The most famous Gesha cultivar coffee, from Hacienda Esmeralda. The Mario Carnaval lot is from the classic Gesha portion of the farm at 1500-1650 meters. Jasmine, sweet berry, Bourbon vanilla and honey, light and juicy body, refined finish. City to City+ roast is ideal.
General Esmeralda Gesha Roast: Pungent roast flavors of 2nd crack do harm to what this coffee is really about. This is a "2nd Crack is Taboo" coffee. Try to get it to a City or City+. Full City still has great aromatic complexity and perhaps more balance and body, but much less floral character
We have offered Esmeralda Especial Gesha for a decade now, but only in the last 3 years has the farm held a private auction to market this famous coffee. This was a mixed blessing: on the one hand this careful separation of Gesha lots by location or plot on the farm, and by harvest date, meant that we could compare and chose based on cup quality. Indeed we found there was a huge range in qualities among the different elevations. On the down side, the competition would drive the best lots to extreme prices. At one time we paid $6 to $11 per Lb for this coffee, and now the prices for the lowest level of Geshas in the auction are $20. We simply buy the lots we think are best, and this year we bought two, Mario Enero and Mario Carnaval. They are actually from the same Mario plot, just different harvest periods. Mario is the original Gesha area on the farm in Jaramillo, not one of the new areas they have since planted. It is located between 1500-1650 meters, harvested during the month of February, 2010. Gesha (often spelled, wishfully, as Geisha, but this is not correct) is a cultivar with strong Ethiopian roots. It's rare that a coffee varietal announces itself so clearly in the cup flavors as the Gesha cultivar does in Panamanian coffee. It's extremely floral in the aromatics, with loads of tropical fruit. It is light bodied and delicate on one hand, yet extremely flavorful and long-lasting on the palate. There is no other coffee quite like it. And other farms that have cultivated Gesha don't attain the cup quality of the best Esmeralda Gesha. We have bought this coffee in auction, and farm direct for years. The Esmeralda Gesha makes blind cupping almost senseless, since I can identify its amazing fragrance, aroma and cup flavors immediately when I come upon it in a "blind" cupping! It is that dry fragrance that lets you know right away what is coming when the water hits the cup: incredible sweet floral, citrus blossom, sweet honey perfume atomized into the air. In terms of intensity, fruited and floral aspects, wet-processed Ethiopians and Kenyas are more in league with Gesha than any other Central American coffee. But it is difficult to price this sort of cup character. And when it is as exotic ...no, extraterrestrial ... as the Esmeralda Gesha, it is even more hard to quantify. In tasting the Gesha coffees, the cup flavors might seem less intense than the extreme aromatics. As the cup cools, perceived intensity and brightness will increase exponentially.
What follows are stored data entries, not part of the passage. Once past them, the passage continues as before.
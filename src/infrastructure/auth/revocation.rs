use std::sync::Arc;

use chrono::Utc;
use dashmap::DashMap;

/// Signed-out token ids, each kept until the token would have expired anyway.
#[derive(Debug, Clone, Default)]
pub struct RevocationList {
    revoked: Arc<DashMap<String, usize>>,
}

impl RevocationList {
    pub fn new() -> Self {
        RevocationList::default()
    }

    /// `expires_at` is the token's `exp` claim (unix seconds).
    pub fn revoke(&self, jti: &str, expires_at: usize) {
        self.revoked.insert(jti.to_string(), expires_at);
    }

    pub fn is_revoked(&self, jti: &str) -> bool {
        self.revoked.contains_key(jti)
    }

    /// Drops entries whose tokens have expired. Returns how many were removed.
    pub fn purge_expired(&self) -> usize {
        let now = Utc::now().timestamp().max(0) as usize;
        let before = self.revoked.len();
        self.revoked.retain(|_, expires_at| *expires_at > now);
        before - self.revoked.len()
    }

    pub fn len(&self) -> usize {
        self.revoked.len()
    }

    pub fn is_empty(&self) -> bool {
        self.revoked.is_empty()
    }
}
use chrono::{DateTime, Utc};

const WORDS_PER_MINUTE: usize = 200;

/// URL slug from a title: lowercase ASCII words joined by single hyphens.
pub fn slugify(title: &str) -> String {
    slug::slugify(title)
}

/// Reading-time label shown next to a post, e.g. `"3 min read"`.
pub fn read_time(content: &str) -> String {
    let words = content.split_whitespace().count().max(1);
    let minutes = words.div_ceil(WORDS_PER_MINUTE);
    format!("{} min read", minutes)
}

/// Splits the editor's comma-separated tag field. Entries are trimmed and
/// blanks dropped; order and duplicates are kept.
pub fn parse_tags(raw: &str) -> Vec<String> {
    raw.split(',')
        .map(str::trim)
        .filter(|tag| !tag.is_empty())
        .map(str::to_string)
        .collect()
}

/// Case-insensitive substring test. An empty needle matches everything.
pub fn contains_ci(haystack: &str, needle: &str) -> bool {
    needle.is_empty() || haystack.to_lowercase().contains(&needle.to_lowercase())
}

/// Display date stored with a post, e.g. `"Oct 19, 2026"`.
pub fn display_date(at: DateTime<Utc>) -> String {
    at.format("%b %-d, %Y").to_string()
}

#[cfg(test)]
mod tests {
    use super::*;
    use chrono::TimeZone;

    #[test]
    fn slugify_collapses_punctuation() {
        assert_eq!(slugify("Hello, World! Rust & React"), "hello-world-rust-react");
        assert_eq!(slugify("  --Edge Case--  "), "edge-case");
    }

    #[test]
    fn read_time_rounds_up() {
        assert_eq!(read_time(""), "1 min read");
        assert_eq!(read_time(&"word ".repeat(200)), "1 min read");
        assert_eq!(read_time(&"word ".repeat(201)), "2 min read");
        assert_eq!(read_time(&"word\n".repeat(1000)), "5 min read");
    }

    #[test]
    fn tags_are_split_trimmed_and_filtered() {
        assert_eq!(parse_tags("React, Node.js"), vec!["React", "Node.js"]);
        assert_eq!(parse_tags(" Rust ,, ,Rust"), vec!["Rust", "Rust"]);
        assert!(parse_tags(" , ").is_empty());
    }

    #[test]
    fn contains_ci_ignores_case() {
        assert!(contains_ci("Building a Blog in Rust", "blog"));
        assert!(contains_ci("Anything", ""));
        assert!(!contains_ci("Design", "career"));
    }

    #[test]
    fn display_date_is_short_month() {
        let at = Utc.with_ymd_and_hms(2026, 10, 9, 8, 0, 0).unwrap();
        assert_eq!(display_date(at), "Oct 9, 2026");
    }
}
Aromatically, Gesha from Esmeralda is always a treat. Mario Enero is shockingly sweet in the dry fragrance. Jasmine and honeysuckle floral accent with berry fruits, Enero is the classic Esmeralda Gesha coffee. Honey and mild graham cracker hints are evident too. The wet aroma also has distinct jasmine, as well as cherry notes, honey, caramel, and soft milk chocolate at slightly darker roast levels. The cup has a light-yet-juicy body. Interestingly, after these knock-out aromatics, the first sip of the hot brew can be a little bit underwhelming. Wait for the temperature to drop a few degrees and it really "opens up." Enero is less fruity from the later harvests on the Mario plot, with a more honey and jasmine flavor profile. There is a wonderful Bourbon vanilla bean note in the afternose. The acidity in this years Mario seems a bit more tame than last year, and I think I appreciate that. The cup has a better structure, well-knit flavors, brightness and body. As it heads toward room temperature, the sweetness really turns up, and added to jasmine, honey and vanilla are bright raspberry notes with hints of bergamot orange. Note that we have found a few quakers (light-color beans that do not roast, they come from under-ripe coffee cherries) in this years coffees. In reality, there has always been a bit of this in Esmeralda Gesha lots, and just remove the 1 or 2 you might see in your roast before grinding and brewing.